Senator O'Reilly has just caught my eye. I forgot to refer earlier to the Sligo, Leitrim and Northern Counties Railway Company. The position in respect of that concern is that a grant of £3,500 was made available in the Book of Estimates for last year, and that the same grant is made available this year. There is absolutely no difference whatever in the figure that is included for the Sligo, Leitrim and Northern Counties Railway Company. The Senator, I think, has been misled by the fact that there is a figure underneath for losses which is not included this year. If the Senator will look at page 279 of the Volume of Estimates for the current year, that is to say for the year ending on the 31st March, 1955, he will find that the sum of £40,870, which is set out there, does not in any way refer to the Sligo, Leitrim and Northern Counties Railway Company, but that it is the amount which was included to write off the irrecoverable sums which were due to the State by the Londonderry and Lough Swilly Railway Company. It is an entirely different sub-head. In fact, last year it was included as a different sub-head in the Estimates, but that sub-head has been completely dropped this year because it was not necessary to write off the sums a second time. That sub-head, as I say, has been dropped and so there is no detailed explanation in the Book of Estimates as such. As I have said, the Senator will find all this information without any difficulty if he looks at page 279 in the Book of Estimates for the current year.
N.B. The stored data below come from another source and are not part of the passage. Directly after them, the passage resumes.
//! Unit tests for the todo bounded context.


use chrono::{DateTime, Local, TimeZone, Utc};
use mockable::Clock;

/// Clock frozen at a single instant.
#[derive(Debug, Clone, Copy)]
pub(super) struct FixedClock(DateTime<Utc>);

impl FixedClock {
    pub(super) fn at(seconds: i64, nanos: u32) -> Self {
        Self(
            Utc.timestamp_opt(seconds, nanos)
                .single()
                .expect("valid fixed instant"),
        )
    }
}

impl Clock for FixedClock {
    fn local(&self) -> DateTime<Local> {
        self.0.with_timezone(&Local)
    }

    fn utc(&self) -> DateTime<Utc> {
        self.0
    }
}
I might also add, for the Senator's benefit, that the matter of that railway has recently been under consideration by the Government, and I do not think that the Senator will find fault with the consideration which the Government has given to it.

The Minister, in the opening remarks of his reply, expressed the desire that I should give the quotation from the speech of the Minister for Health to which I referred when speaking this afternoon. I propose to do so now for the purposes of the record. The quotation will be found in Volume 44, No. 1 of the Seanad Debates for the 22nd July, 1954, at page 18. The Minister for Health was speaking on the Second Stage of the Health Bill, 1954. This is the quotation from the speech of the Minister for Health:—

"Accordingly, I came to the conclusion, as a non-medical man and as a layman charged with responsibility for the administration of health services, that the necessary accommodation was not available, and that even in relation to the classes now being provided for our hospital accommodation was not adequate."

Therefore, I felt it necessary to speak about that.

That, of course, is the quotation which I thought the Senator was referring to, but if the Senator looks at the script of his speech he will find that what he said is as different from that as chalk is from cheese. What the Senator said was that the Minister announced he was cutting down on hospital accommodation.

Question put and agreed to.
Agreed, that the remaining stages of the Bill be taken now.
Bill passed through Committee, reported without recommendation and received for final consideration.
Question proposed: "That the Bill be returned to the Dáil."

On that question, I should like to say that I am greatly obliged to the House for facilitating me by taking all stages of this Bill to-day.

Question put and agreed to.
The Seanad adjourned at 10.20 p.m. until 3 p.m. on Wednesday, 30th March, 1955.